Another tourist route in the Old City is the Via Dolorosa, which traces the path of Christ to his crucifixion .. Begins near Lions Gate and end at the Church of the Holy Sepulchre in the Christian quarter. The Church of the Holy Sepulchre is revered as the site of the crucifixion of Jesus Christ, burial, and resurecction. In the course of many centuries, pilgrims have traveled to the shrine to see the gold connector held the Cross of Christ, the crypt where it was established, the stone where his body was anointed, and the tomb where he was buried.

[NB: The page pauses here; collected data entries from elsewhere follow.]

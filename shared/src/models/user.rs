//! User account model

use serde::{Deserialize, Serialize};

/// Login account
///
/// Separate from [`super::Employee`]: a user row carries credentials and a
/// role, and optionally links to an employee record via `employee_id`.
#[derive(Debug, Clone, Serialize, Deserialize)]
#[cfg_attr(feature = "db", derive(sqlx::FromRow))]
pub struct User {
    pub id: i64,
    /// Unique login name
    pub username: String,
    /// Unique account email (password reset target)
    pub email: String,
    /// bcrypt hash, never serialized
    #[serde(skip_serializing)]
    pub password_hash: String,
    /// One of: superUser, admin, hr, manager, employee, customer
    pub role: String,
    /// Linked employee record, if any
    pub employee_id: Option<i64>,
    pub is_active: bool,
    pub created_at: String,
    pub updated_at: String,
}

/// Public view of a user, embedded in login and profile responses
#[derive(Debug, Clone, Serialize, Deserialize)]
pub struct UserInfo {
    pub id: i64,
    pub username: String,
    pub email: String,
    pub role: String,
    pub employee_id: Option<i64>,
}

impl From<&User> for UserInfo {
    fn from(user: &User) -> Self {
        Self {
            id: user.id,
            username: user.username.clone(),
            email: user.email.clone(),
            role: user.role.clone(),
            employee_id: user.employee_id,
        }
    }
}

/// Create user payload
#[derive(Debug, Clone, Serialize, Deserialize)]
pub struct UserCreate {
    pub username: String,
    pub email: String,
    /// Plaintext, hashed with bcrypt before storage
    pub password: String,
    pub role: String,
    #[serde(default)]
    pub employee_id: Option<i64>,
}

/// Update user payload
#[derive(Debug, Clone, Default, Serialize, Deserialize)]
pub struct UserUpdate {
    pub email: Option<String>,
    pub password: Option<String>,
    pub role: Option<String>,
    pub employee_id: Option<i64>,
    pub is_active: Option<bool>,
}
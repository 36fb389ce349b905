//! 用户账号管理 API (仅管理员)

pub mod handler;

use axum::{Router, middleware, routing::get};

use crate::auth::permissions::ADMIN_ROLES;
use crate::auth::require_role;
use crate::core::ServerState;

pub fn router() -> Router<ServerState> {
    Router::new().nest("/api/users", routes())
}

fn routes() -> Router<ServerState> {
    Router::new()
        .route("/", get(handler::list).post(handler::create))
        .route(
            "/{id}",
            get(handler::get_one)
                .put(handler::update)
                .delete(handler::remove),
        )
        .route_layer(middleware::from_fn(require_role(ADMIN_ROLES)))
}
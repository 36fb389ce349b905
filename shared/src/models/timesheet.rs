//! Daily and weekly timesheet models

use super::status::ApprovalStatus;
use serde::{Deserialize, Serialize};

/// Single task entry inside a daily timesheet
#[derive(Debug, Clone, PartialEq, Serialize, Deserialize)]
pub struct TimesheetTask {
    /// Sequential per-sheet id, e.g. "TASK001"
    pub task_id: String,
    pub description: String,
    /// Worked time as `HH:MM`
    pub hours: String,
}

/// Daily timesheet row
///
/// `tasks_json` is the raw JSON column; the typed `tasks` vector is
/// populated by the service layer after deserialization.
#[derive(Debug, Clone, Serialize, Deserialize)]
#[cfg_attr(feature = "db", derive(sqlx::FromRow))]
pub struct DailyTimesheet {
    pub id: i64,
    pub employee_id: i64,
    /// Work date, `YYYY-MM-DD`. Unique per employee.
    pub work_date: String,
    /// Raw JSON array of tasks as stored
    #[serde(skip_serializing)]
    pub tasks_json: String,
    /// Sum of task hours as a decimal, e.g. 8.5
    pub total_hours: f64,
    pub status: ApprovalStatus,
    /// Reviewer user id, set on approve/reject
    pub approver_id: Option<i64>,
    pub approver_comment: Option<String>,
    /// RFC3339 timestamp of the approve/reject decision
    pub approved_at: Option<String>,
    pub created_at: String,
    pub updated_at: String,

    #[cfg_attr(feature = "db", sqlx(skip))]
    #[serde(default)]
    pub tasks: Vec<TimesheetTask>,
}

/// Create daily timesheet payload
#[derive(Debug, Clone, Serialize, Deserialize)]
pub struct DailyTimesheetCreate {
    /// Omitted when an employee files their own sheet
    #[serde(default)]
    pub employee_id: Option<i64>,
    /// `YYYY-MM-DD`
    pub work_date: String,
    pub tasks: Vec<TimesheetTaskInput>,
}

/// Task entry as submitted; `task_id` is assigned server-side
#[derive(Debug, Clone, Serialize, Deserialize)]
pub struct TimesheetTaskInput {
    pub description: String,
    /// `HH:MM`
    pub hours: String,
}

/// Update daily timesheet payload (only while status is REQUESTED)
#[derive(Debug, Clone, Serialize, Deserialize)]
pub struct DailyTimesheetUpdate {
    pub tasks: Vec<TimesheetTaskInput>,
}

/// Weekly timesheet row, folded from daily sheets by the sync job
#[derive(Debug, Clone, Serialize, Deserialize)]
#[cfg_attr(feature = "db", derive(sqlx::FromRow))]
pub struct WeeklyTimesheet {
    pub id: i64,
    pub employee_id: i64,
    /// Monday of the week, `YYYY-MM-DD`. Unique per employee.
    pub week_start: String,
    /// Sunday of the same week, `YYYY-MM-DD`
    pub week_end: String,
    /// Raw JSON array of the folded daily entries
    #[serde(skip_serializing)]
    pub entries_json: String,
    pub total_hours: f64,
    pub status: ApprovalStatus,
    pub approver_id: Option<i64>,
    pub approver_comment: Option<String>,
    pub approved_at: Option<String>,
    pub created_at: String,
    pub updated_at: String,

    #[cfg_attr(feature = "db", sqlx(skip))]
    #[serde(default)]
    pub entries: Vec<WeeklyEntry>,
}

/// One day inside a weekly timesheet
#[derive(Debug, Clone, PartialEq, Serialize, Deserialize)]
pub struct WeeklyEntry {
    /// `YYYY-MM-DD`
    pub work_date: String,
    pub total_hours: f64,
    pub tasks: Vec<TimesheetTask>,
}

/// Bulk approve/reject request
#[derive(Debug, Clone, Serialize, Deserialize)]
pub struct BulkApprovalRequest {
    pub ids: Vec<i64>,
    /// Target status, must be APPROVED or REJECTED
    pub status: ApprovalStatus,
    #[serde(default)]
    pub comment: Option<String>,
}

/// Per-record outcome of a bulk approval
#[derive(Debug, Clone, Serialize, Deserialize)]
pub struct BulkApprovalOutcome {
    pub id: i64,
    pub ok: bool,
    #[serde(skip_serializing_if = "Option::is_none")]
    pub error: Option<String>,
}

#[cfg(test)]
mod tests {
    use super::*;

    #[test]
    fn test_task_round_trip() {
        let task = TimesheetTask {
            task_id: "TASK001".to_string(),
            description: "Code review".to_string(),
            hours: "02:30".to_string(),
        };
        let json = serde_json::to_string(&task).unwrap();
        let back: TimesheetTask = serde_json::from_str(&json).unwrap();
        assert_eq!(back, task);
    }

    #[test]
    fn test_bulk_request_deserialize() {
        let json = r#"{"ids":[1,2,3],"status":"APPROVED","comment":"ok"}"#;
        let req: BulkApprovalRequest = serde_json::from_str(json).unwrap();
        assert_eq!(req.ids, vec![1, 2, 3]);
        assert_eq!(req.status, ApprovalStatus::Approved);
        assert_eq!(req.comment.as_deref(), Some("ok"));
    }

    #[test]
    fn test_bulk_outcome_skips_error_when_ok() {
        let outcome = BulkApprovalOutcome {
            id: 7,
            ok: true,
            error: None,
        };
        let json = serde_json::to_string(&outcome).unwrap();
        assert!(!json.contains("error"));
    }
}
//! Employee Document Repository

use super::{RepoError, RepoResult};
use shared::models::{ApprovalStatus, EmployeeDocument};
use sqlx::SqlitePool;

const COLUMNS: &str = "id, employee_id, document_type, file_name, stored_name, content_type, file_size, status, approver_id, approver_comment, approved_at, uploaded_by, created_at, updated_at";

pub async fn find_by_id(pool: &SqlitePool, id: i64) -> RepoResult<Option<EmployeeDocument>> {
    let doc = sqlx::query_as::<_, EmployeeDocument>(&format!(
        "SELECT {COLUMNS} FROM employee_documents WHERE id = ?"
    ))
    .bind(id)
    .fetch_optional(pool)
    .await?;
    Ok(doc)
}

pub async fn find_by_employee(
    pool: &SqlitePool,
    employee_id: i64,
) -> RepoResult<Vec<EmployeeDocument>> {
    let docs = sqlx::query_as::<_, EmployeeDocument>(&format!(
        "SELECT {COLUMNS} FROM employee_documents WHERE employee_id = ? ORDER BY id DESC"
    ))
    .bind(employee_id)
    .fetch_all(pool)
    .await?;
    Ok(docs)
}

pub async fn create(
    pool: &SqlitePool,
    employee_id: i64,
    document_type: &str,
    file_name: &str,
    stored_name: &str,
    content_type: &str,
    file_size: i64,
    uploaded_by: i64,
) -> RepoResult<EmployeeDocument> {
    let now = shared::util::now_rfc3339();
    let id: i64 = sqlx::query_scalar(
        "INSERT INTO employee_documents (employee_id, document_type, file_name, stored_name, content_type, file_size, status, uploaded_by, created_at, updated_at) VALUES (?, ?, ?, ?, ?, ?, 'REQUESTED', ?, ?8, ?8) RETURNING id",
    )
    .bind(employee_id)
    .bind(document_type)
    .bind(file_name)
    .bind(stored_name)
    .bind(content_type)
    .bind(file_size)
    .bind(uploaded_by)
    .bind(&now)
    .fetch_one(pool)
    .await?;

    find_by_id(pool, id)
        .await?
        .ok_or_else(|| RepoError::Database("Failed to create document record".into()))
}

/// Move a REQUESTED document to APPROVED or REJECTED
pub async fn set_status(
    pool: &SqlitePool,
    id: i64,
    status: ApprovalStatus,
    approver_id: i64,
    comment: Option<&str>,
) -> RepoResult<EmployeeDocument> {
    let now = shared::util::now_rfc3339();
    let rows = sqlx::query(
        "UPDATE employee_documents SET status = ?1, approver_id = ?2, approver_comment = ?3, approved_at = ?4, updated_at = ?4 WHERE id = ?5 AND status = 'REQUESTED'",
    )
    .bind(status.as_str())
    .bind(approver_id)
    .bind(comment)
    .bind(&now)
    .bind(id)
    .execute(pool)
    .await?;

    if rows.rows_affected() == 0 {
        return Err(RepoError::NotFound(format!(
            "Document {id} not found or already reviewed"
        )));
    }
    find_by_id(pool, id)
        .await?
        .ok_or_else(|| RepoError::NotFound(format!("Document {id} not found")))
}

pub async fn delete(pool: &SqlitePool, id: i64) -> RepoResult<()> {
    let rows = sqlx::query("DELETE FROM employee_documents WHERE id = ?")
        .bind(id)
        .execute(pool)
        .await?;
    if rows.rows_affected() == 0 {
        return Err(RepoError::NotFound(format!("Document {id} not found")));
    }
    Ok(())
}
//! Approval status shared by timesheets, leave requests and documents

use serde::{Deserialize, Serialize};

/// Three-state approval lifecycle
///
/// Records are created as `Requested` and move exactly once to
/// `Approved` or `Rejected`. Stored as SCREAMING_SNAKE_CASE text.
#[derive(Debug, Clone, Copy, Default, PartialEq, Eq, Hash, Serialize, Deserialize)]
#[cfg_attr(feature = "db", derive(sqlx::Type))]
#[cfg_attr(feature = "db", sqlx(rename_all = "SCREAMING_SNAKE_CASE"))]
pub enum ApprovalStatus {
    /// Awaiting review
    #[default]
    #[serde(rename = "REQUESTED")]
    Requested,
    /// Accepted by a reviewer
    #[serde(rename = "APPROVED")]
    Approved,
    /// Declined by a reviewer
    #[serde(rename = "REJECTED")]
    Rejected,
}

impl ApprovalStatus {
    /// Database / wire representation
    pub fn as_str(&self) -> &'static str {
        match self {
            Self::Requested => "REQUESTED",
            Self::Approved => "APPROVED",
            Self::Rejected => "REJECTED",
        }
    }

    /// Whether a reviewer has already acted on the record
    pub fn is_final(&self) -> bool {
        !matches!(self, Self::Requested)
    }
}

impl std::fmt::Display for ApprovalStatus {
    fn fmt(&self, f: &mut std::fmt::Formatter<'_>) -> std::fmt::Result {
        f.write_str(self.as_str())
    }
}

/// Reviewer decision payload for single approve/reject endpoints
#[derive(Debug, Clone, Serialize, Deserialize)]
pub struct ApprovalDecision {
    /// Optional reviewer comment stored with the record
    #[serde(default)]
    pub comment: Option<String>,
}

#[cfg(test)]
mod tests {
    use super::*;

    #[test]
    fn test_default_is_requested() {
        assert_eq!(ApprovalStatus::default(), ApprovalStatus::Requested);
    }

    #[test]
    fn test_as_str() {
        assert_eq!(ApprovalStatus::Requested.as_str(), "REQUESTED");
        assert_eq!(ApprovalStatus::Approved.as_str(), "APPROVED");
        assert_eq!(ApprovalStatus::Rejected.as_str(), "REJECTED");
    }

    #[test]
    fn test_is_final() {
        assert!(!ApprovalStatus::Requested.is_final());
        assert!(ApprovalStatus::Approved.is_final());
        assert!(ApprovalStatus::Rejected.is_final());
    }

    #[test]
    fn test_serialize_screaming_snake() {
        let json = serde_json::to_string(&ApprovalStatus::Approved).unwrap();
        assert_eq!(json, "\"APPROVED\"");
    }

    #[test]
    fn test_deserialize() {
        let status: ApprovalStatus = serde_json::from_str("\"REJECTED\"").unwrap();
        assert_eq!(status, ApprovalStatus::Rejected);
    }
}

Manure from the entrance door of the old city, you can walk to the Western Wall, also known as the Wailing Wall. This wall is one of the most sacred Jewish.

East of the Old City is the Mount of Olives, which offers a magnificent panoramic view of the entire city of Jerusalem. The Garden of Gethsemane, the Church of all Nations, and the tomb of the Virgin Mary at the foot of the mountain. Midway are two famous churches: the church of Santa Maria Magdalena, a beautiful example of old Russian style domes and vaults, which was erected in 1885 by Tsar Alexander III, and the Franciscan Church of Dominus Flevit, a simple structure built on the remains of a monastic chapel of the fifth century. Inside the window above the altar has a breathtaking view of the city, including the Dome of the Rock in the distance. Perhaps this point of view that best reflects the splendor and diversity of the Holy City of Jerusalem.

The sources of the Jewish, Christian and Muslim attachment to Jerusalem are deep and complex. The Jews in the city has "one Holy," and the centrality of Jerusalem in Jewish life is reflected in the vow made by Jews on religious occasions, "Next year in Jerusalem."

The crucifixion of Jesus of Nazareth and his burial in Jerusalem, to the holiest city for Christians. Christian attachment to Jerusalem is reflected in the various names for the city listed in the Bible, such as the City of Justice, Faithful City, City of God, Holy City and the City of Truth.

For Muslims, Jerusalem is second only to Mecca and Medina as a sacred shrine. Over the centuries the Dome of the Rock, which looms above Jerusalem, has been revered and cared for by all Muslims. One woman said to the Prophet Muhammad, "O apostle of God! Give standard for Jerusalem." And he said, "is the land of the resurrection and the judgment of assembly, go there and pray. Indeed, there is a prayer is like a thousand other places."